La Regione Toscana ha annunciato che gli sportelli resteranno aperti più a lungo, in alcuni casi anche il Sabato e la Domenica. Per informazioni si può chiamare il numero verde regionale 800 556060.

Le verifiche e le modifiche della fascia “automatica” devono riguardare tutti i componenti del nucleo familiare, secondo il reddito familiare fiscale o quello ISEE del nucleo.

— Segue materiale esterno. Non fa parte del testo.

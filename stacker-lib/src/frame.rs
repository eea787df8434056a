use smart_leds::RGB8;

use crate::board::EMPTY;
use crate::catalog::{Rotation, BLUE, CYAN, GREEN, ORANGE, PURPLE, RED, YELLOW};
use crate::common::{RandomSource, BOARD_HEIGHT, BOARD_WIDTH};
use crate::digits::{Glyph, DIGITS, GLYPH_HEIGHT, GLYPH_WIDTH};
use crate::game::Stacker;
use crate::mask::Mask;

//  Panel layout
//        x
//     0 ---------------------> 33
//    0+----------+
//     |          |  next
//     |   well   |  score
//   y |  10 x 20 |  lines
//     |          |  level
//   21+----------+

pub const SCREEN_WIDTH: usize = 34;
pub const SCREEN_HEIGHT: usize = 22;
pub const SCREEN_SIZE: usize = SCREEN_WIDTH * SCREEN_HEIGHT;

// Top-left of the well interior
const WELL_X: usize = 1;
const WELL_Y: usize = 1;

const PANEL_X: usize = BOARD_WIDTH + 3;
const NEXT_Y: usize = 1;
const SCORE_Y: usize = 4;
const LINES_Y: usize = 10;
const LEVEL_Y: usize = 16;

const SCORE_DIGITS: u8 = 5;
const LINES_DIGITS: u8 = 5;
const LEVEL_DIGITS: u8 = 2;

const BLINK_MILLIS: u64 = 500;

pub const BLACK: RGB8 = RGB8::new(0, 0, 0);
pub const GRAY: RGB8 = RGB8::new(96, 96, 96);
pub const WHITE: RGB8 = RGB8::new(255, 255, 255);

// Color indices; 1..=7 are the board cell ids
pub const BLACK_IDX: u8 = 0;
pub const BORDER_IDX: u8 = 8;
pub const TEXT_IDX: u8 = 9;

pub type PaletteType = [RGB8; 10];
pub const PALETTE: PaletteType = [
    BLACK, CYAN, YELLOW, PURPLE, GREEN, RED, BLUE, ORANGE, GRAY, WHITE,
];

trait PaletteIndexer {
    fn at(&self, idx: u8) -> RGB8;
}

impl PaletteIndexer for PaletteType {
    fn at(&self, idx: u8) -> RGB8 {
        self[idx as usize % self.len()]
    }
}

/// Color-index image of the whole panel, redrawn from the game every frame.
pub struct FrameBuffer {
    content: [u8; SCREEN_SIZE],
}

impl FrameBuffer {
    pub fn new() -> Self {
        Self {
            content: [BLACK_IDX; SCREEN_SIZE],
        }
    }

    pub fn clear(&mut self) {
        self.content.fill(BLACK_IDX);
    }

    pub fn set(&mut self, x: usize, y: usize, color: u8) {
        if x < SCREEN_WIDTH && y < SCREEN_HEIGHT {
            self.content[y * SCREEN_WIDTH + x] = color;
        }
    }

    pub fn get(&self, x: usize, y: usize) -> u8 {
        if x < SCREEN_WIDTH && y < SCREEN_HEIGHT {
            self.content[y * SCREEN_WIDTH + x]
        } else {
            BLACK_IDX
        }
    }

    pub fn draw_mask(&mut self, x: usize, y: usize, mask: Mask, color: u8) {
        for (col, row) in mask.cells() {
            self.set(x + col as usize, y + row as usize, color);
        }
    }

    pub fn draw_glyph(&mut self, x: usize, y: usize, glyph: &Glyph, color: u8) {
        for row in 0..GLYPH_HEIGHT {
            for col in 0..GLYPH_WIDTH {
                if glyph.get_bit(col, row) {
                    self.set(x + col as usize, y + row as usize, color);
                }
            }
        }
    }

    /// Draws the lowest `digits` decimal digits of `value`, zero padded.
    pub fn draw_number(&mut self, x: usize, y: usize, value: u32, digits: u8, color: u8) {
        let mut rest = value;
        for idx in (0..digits as usize).rev() {
            let glyph = DIGITS.wrapping_at((rest % 10) as u8);
            self.draw_glyph(x + idx * (GLYPH_WIDTH as usize + 1), y, glyph, color);
            rest /= 10;
        }
    }

    pub fn draw_border(&mut self, color: u8) {
        let right = WELL_X + BOARD_WIDTH;
        let bottom = WELL_Y + BOARD_HEIGHT;
        for y in 0..=bottom {
            self.set(0, y, color);
            self.set(right, y, color);
        }
        for x in 0..=right {
            self.set(x, 0, color);
            self.set(x, bottom, color);
        }
    }

    /// Lights the well frame, used to flag a line clear.
    pub fn highlight_border(&mut self) {
        self.draw_border(TEXT_IDX);
    }

    /// Draws the well, the falling piece, the preview and the counters. After
    /// game over the last piece blinks.
    pub fn compose<R: RandomSource>(&mut self, game: &Stacker<R>, now_ms: u64) {
        self.clear();
        self.draw_border(BORDER_IDX);

        let board = game.board();
        for row in 0..BOARD_HEIGHT {
            for (col, &cell) in board.row(row).iter().enumerate() {
                if cell != EMPTY {
                    self.set(WELL_X + col, WELL_Y + row, cell);
                }
            }
        }

        let blink_off = game.is_game_over() && (now_ms / BLINK_MILLIS) % 2 == 1;
        if !blink_off {
            let piece = game.piece();
            for (x, y) in piece.cells() {
                if x >= 0 && (x as usize) < BOARD_WIDTH && y >= 0 && (y as usize) < BOARD_HEIGHT {
                    self.set(WELL_X + x as usize, WELL_Y + y as usize, piece.kind.cell());
                }
            }
        }

        let next = game.next();
        self.draw_mask(PANEL_X, NEXT_Y, next.mask(Rotation::default()), next.cell());

        self.draw_number(PANEL_X, SCORE_Y, game.score(), SCORE_DIGITS, TEXT_IDX);
        self.draw_number(PANEL_X, LINES_Y, game.lines(), LINES_DIGITS, TEXT_IDX);
        self.draw_number(PANEL_X, LEVEL_Y, game.level(), LEVEL_DIGITS, TEXT_IDX);
    }

    pub fn render(&self, pixels: &mut [RGB8]) {
        for (pixel, &color_idx) in pixels.iter_mut().zip(self.content.iter()) {
            *pixel = PALETTE.at(color_idx);
        }
    }
}

impl Default for FrameBuffer {
    fn default() -> Self {
        Self::new()
    }
}
use smart_leds::RGB8;
use std::io::{self, Write};
use stacker_lib::common::PixelDisplay;
use stacker_lib::frame::{SCREEN_HEIGHT, SCREEN_WIDTH};

const CONTROLS: &str =
    "Controls: A/D = move, W/Space = rotate, S = drop, F = fast drop, Enter = restart, Q = quit";

// Roughly the escape sequence length per pixel
const SCREEN_SIZE_HINT: usize = SCREEN_WIDTH * SCREEN_HEIGHT * 24;

// Simple console display implementation
pub struct ConsoleDisplay {
    first_frame: bool,
}

impl ConsoleDisplay {
    pub fn new() -> Self {
        Self { first_frame: true }
    }
}

/// Builds one ANSI frame; each pixel is two truecolor block characters wide.
fn frame_text(pixels: &[RGB8]) -> String {
    let mut out = String::with_capacity(SCREEN_SIZE_HINT);
    for y in 0..SCREEN_HEIGHT {
        for x in 0..SCREEN_WIDTH {
            match pixels.get(y * SCREEN_WIDTH + x) {
                Some(color) => out.push_str(&format!(
                    "\x1b[38;2;{};{};{}m\u{2588}\u{2588}\x1b[0m",
                    color.r, color.g, color.b
                )),
                None => out.push_str("  "),
            }
        }
        out.push('\n');
    }
    out.push_str(CONTROLS);
    out.push('\n');
    out
}

impl PixelDisplay for ConsoleDisplay {
    async fn write(&mut self, pixels: &[RGB8]) {
        let mut stdout = io::stdout();
        if !self.first_frame {
            // Move cursor up to overwrite previous frame
            let _ = stdout.write_all(format!("\x1b[{}A", SCREEN_HEIGHT + 1).as_bytes());
        }
        self.first_frame = false;

        let _ = stdout.write_all(frame_text(pixels).as_bytes());
        let _ = stdout.flush();
    }
}
// Logging facade for stacker-lib.
// Backends are picked by cargo feature:
// - defmt for embedded targets
// - the standard log crate for console/std targets
// With neither feature the macros expand to nothing.

#[cfg(feature = "defmt-log")]
pub use defmt::{debug, error, info, trace};

#[cfg(all(feature = "std-log", not(feature = "defmt-log")))]
pub use ::log::{debug, error, info, trace};

#[cfg(not(any(feature = "defmt-log", feature = "std-log")))]
macro_rules! trace {
    ($($args:tt)*) => {};
}

#[cfg(not(any(feature = "defmt-log", feature = "std-log")))]
macro_rules! debug {
    ($($args:tt)*) => {};
}

#[cfg(not(any(feature = "defmt-log", feature = "std-log")))]
macro_rules! info {
    ($($args:tt)*) => {};
}

#[cfg(not(any(feature = "defmt-log", feature = "std-log")))]
macro_rules! error {
    ($($args:tt)*) => {};
}

// warn is left out on purpose: a `use` of it clashes with the built-in attribute.
#[cfg(not(any(feature = "defmt-log", feature = "std-log")))]
#[allow(unused_imports)]
pub(crate) use {debug, error, info, trace};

Per la Regione Toscana le fasce, con relativo codice identificativo e ticket, sono:

Da € 0 - € 36.151, 98 - Zero euro

Da € 36.151, 99 - € 70.000 - 
€ 2 a confezione, max € 4 a ricetta per i farmaci ed € 10+38 per visite ambulatoriali

Da € 70.001 - € 100.000 - € 3 a confezione, max € 6 a ricetta per i farmaci ed € 20+38 per le visite

Oltre  gli € 100.000 - € 4 a confezione, max € 8 a ricetta per i farmaci ed € 30+38 per le visite.

Sabelli spiega: "Per “reddito familiare fiscale” si intende la somma dei singoli redditi complessivi, al lordo degli oneri deducibili, prodotti dai componenti del nucleo familiare nel corso dell'anno precedente. Vi vanno sommati anche i redditi da fabbricati, inclusa la prima casa e i redditi da locazione (assoggettato a irpef o a cedolare secca). Concorre anche il reddito di coniugi non legalmente separati, anche se residenti altrove. Se c'è un ISEE va preso in considerazione il dato (indicatore) da esso risultante.

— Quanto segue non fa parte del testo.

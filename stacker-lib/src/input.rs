/// Logical buttons as sampled once per tick. `true` means held.
#[derive(Default, Copy, Clone, PartialEq, Eq, Debug)]
pub struct Buttons {
    pub left: bool,
    pub right: bool,
    pub rotate: bool,
    pub soft_drop: bool,
    pub fast_drop: bool,
    pub restart: bool,
}

/// Turns held buttons into presses by remembering the previous sample.
#[derive(Default)]
pub struct InputLatch {
    previous: Buttons,
}

impl InputLatch {
    /// Returns the buttons that went down since the last sample. Fast-drop
    /// is a held modifier and is passed through as is.
    pub fn update(&mut self, now: Buttons) -> Buttons {
        let prev = self.previous;
        self.previous = now;
        Buttons {
            left: now.left && !prev.left,
            right: now.right && !prev.right,
            rotate: now.rotate && !prev.rotate,
            soft_drop: now.soft_drop && !prev.soft_drop,
            fast_drop: now.fast_drop,
            restart: now.restart && !prev.restart,
        }
    }
}
#![cfg_attr(not(test), no_std)]
#![allow(async_fn_in_trait)]

pub mod board;
pub mod catalog;
pub mod collision;
pub mod common;
pub mod digits;
pub mod frame;
pub mod game;
pub mod input;
pub mod log;
pub mod mask;
pub mod piece;
pub mod scoring;
pub mod shell;

pub use game::{Outcome, Phase, Stacker};
pub use input::Buttons;
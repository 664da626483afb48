// Copyright (C) 2026 Fred Clausen
// Use of this source code is governed by an MIT-style
// license that can be found in the LICENSE file or at
// https://opensource.org/licenses/MIT.

use chrono::{DateTime, Local, NaiveDateTime, TimeZone};

/// A source of the current instant in the host's local time zone.
pub trait Clock: Send + Sync + std::fmt::Debug {
    /// Returns the current instant, carrying the local offset in force.
    fn now(&self) -> DateTime<Local>;
}

/// Reads the host clock.
#[derive(Debug, Clone, Copy, Default)]
pub struct SystemClock;

impl Clock for SystemClock {
    fn now(&self) -> DateTime<Local> {
        Local::now()
    }
}

/// Always reports the same instant.
#[derive(Debug, Clone, Copy, PartialEq, Eq)]
pub struct FixedClock {
    instant: DateTime<Local>,
}

impl FixedClock {
    /// Creates a clock pinned to `instant`.
    #[must_use]
    pub const fn new(instant: DateTime<Local>) -> Self {
        Self { instant }
    }

    /// Creates a clock pinned to a local wall-clock time.
    ///
    /// Returns `None` if the wall time is skipped by a clock change. An
    /// ambiguous wall time resolves to its earlier instant.
    #[must_use]
    pub fn from_local(wall_time: NaiveDateTime) -> Option<Self> {
        Local
            .from_local_datetime(&wall_time)
            .earliest()
            .map(Self::new)
    }
}

impl Clock for FixedClock {
    fn now(&self) -> DateTime<Local> {
        self.instant
    }
}

#[cfg(test)]
#[allow(clippy::unwrap_used)]
mod tests {
    use super::*;
    use chrono::NaiveDate;

    #[test]
    fn test_fixed_clock_keeps_local_wall_time() {
        let wall_time: NaiveDateTime = NaiveDate::from_ymd_opt(2026, 10, 17)
            .unwrap()
            .and_hms_opt(10, 0, 0)
            .unwrap();
        let clock: FixedClock = FixedClock::from_local(wall_time).unwrap();
        assert_eq!(clock.now().naive_local(), wall_time);
        assert_eq!(clock.now(), clock.now());
    }

    #[test]
    fn test_system_clock_reads_host_time() {
        let before: DateTime<Local> = Local::now();
        let now: DateTime<Local> = SystemClock.now();
        let after: DateTime<Local> = Local::now();
        assert!(before <= now && now <= after);
    }
}
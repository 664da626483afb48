// Copyright (C) 2026 Fred Clausen
// Use of this source code is governed by an MIT-style
// license that can be found in the LICENSE file or at
// https://opensource.org/licenses/MIT.

//! API request and response data transfer objects.

use serde::{Deserialize, Serialize};

/// Message sent with a successful next pay date response.
pub const HOW_MUCH_MESSAGE: &str = "Days until pay day";
/// Message sent with a successful pay date list response.
pub const PAY_DAY_DATES_MESSAGE: &str = "Pay day dates";

/// Name of the query parameter carrying the pay day.
pub const PAY_DAY_PARAM: &str = "pay_day";

/// Query parameters for the next pay date endpoint.
///
/// The pay day is kept as raw text so that a malformed value is reported
/// as an invalid parameter rather than a generic query failure.
#[derive(Debug, Clone, Default, PartialEq, Eq)]
pub struct HowMuchRequest {
    /// The raw `pay_day` query value.
    pub pay_day: Option<String>,
}

impl HowMuchRequest {
    /// Builds the request from decoded query pairs.
    ///
    /// When `pay_day` is repeated the first value is used and the rest are
    /// ignored, as are unknown keys.
    #[must_use]
    pub fn from_query_pairs<I>(pairs: I) -> Self
    where
        I: IntoIterator<Item = (String, String)>,
    {
        Self {
            pay_day: pairs
                .into_iter()
                .find(|(key, _)| key == PAY_DAY_PARAM)
                .map(|(_, value)| value),
        }
    }
}

/// The JSON envelope shared by every response.
#[derive(Debug, Clone, PartialEq, Eq, Serialize, Deserialize)]
pub struct ApiResponse<T> {
    /// A human-readable message.
    pub message: String,
    /// The response payload, omitted for errors.
    #[serde(skip_serializing_if = "Option::is_none")]
    pub data: Option<T>,
}

impl<T> ApiResponse<T> {
    /// Creates a response carrying a payload.
    #[must_use]
    pub fn with_data(message: &str, data: T) -> Self {
        Self {
            message: message.to_string(),
            data: Some(data),
        }
    }
}

impl ApiResponse<()> {
    /// Creates a response with only a message.
    #[must_use]
    pub fn message_only(message: &str) -> Self {
        Self {
            message: message.to_string(),
            data: None,
        }
    }
}

/// Payload for the next pay date endpoint.
#[derive(Debug, Clone, PartialEq, Eq, Serialize, Deserialize)]
pub struct HowMuchResponse {
    /// The next pay date (`YYYY-MM-DD`).
    pub next_pay_day: String,
    /// Days remaining until the next pay date.
    pub days_until_pay_day: i64,
}

/// Payload for the pay date list endpoint.
#[derive(Debug, Clone, PartialEq, Eq, Serialize, Deserialize)]
pub struct PayDayDatesResponse {
    /// The remaining pay dates of the year (`YYYY-MM-DD`), ascending.
    pub pay_day_dates: Vec<String>,
}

Il “nucleo familiare fiscale” è costituito dall'interessato, dal coniuge non legalmente separato e dagli altri familiari fiscalmente a carico (senza reddito proprio o con reddito proprio inferiore a 2840,51 euro), anche non conviventi, risultanti nell'anno precedente.
L'attribuzione della fascia giusta nell'archivio, se quella assegnata automaticamente non va bene, andrà quindi fatta per ogni componente, figli compresi.

Come si può verificare la fascia personale e quella dei familiari?
"Teoricamente si dovrebbe verificare la fascia “automatica” annualmente, o comunque prima di recarsi dal medico per il rilascio della ricetta. La verifica preventiva può esser fatta presentandosi ad uno sportello ASL od anche telematicamente, collegandosi al sito www.regione.toscana.it/servizi-online/servizi-sicuri/servizi-attivati e accedendo tramite la carta sanitaria elettronica e il lettore smart card.
La verifica annuale è necessaria in quanto le autocertificazioni hanno validità fino al 31 Marzo dell'anno successivo, e le certificazioni ISEE un anno dalla compilazione.

Quanto sopra NON vale per i cittadini esenti da ticket rientranti in determinate categorie (invalidi, ciechi, sordomuti, disoccupati, pensionati al minimo,etc.).

Quali sono le conseguenze nel caso di autocertificazioni false?
"Per chi presenta autocertificazioni false può scattare, oltre al recupero del ticket non pagato (o pagato in misura inferiore), l'addebito di sanzioni amministrative di circa il triplo del beneficio conseguito (art.316 ter codice penale)".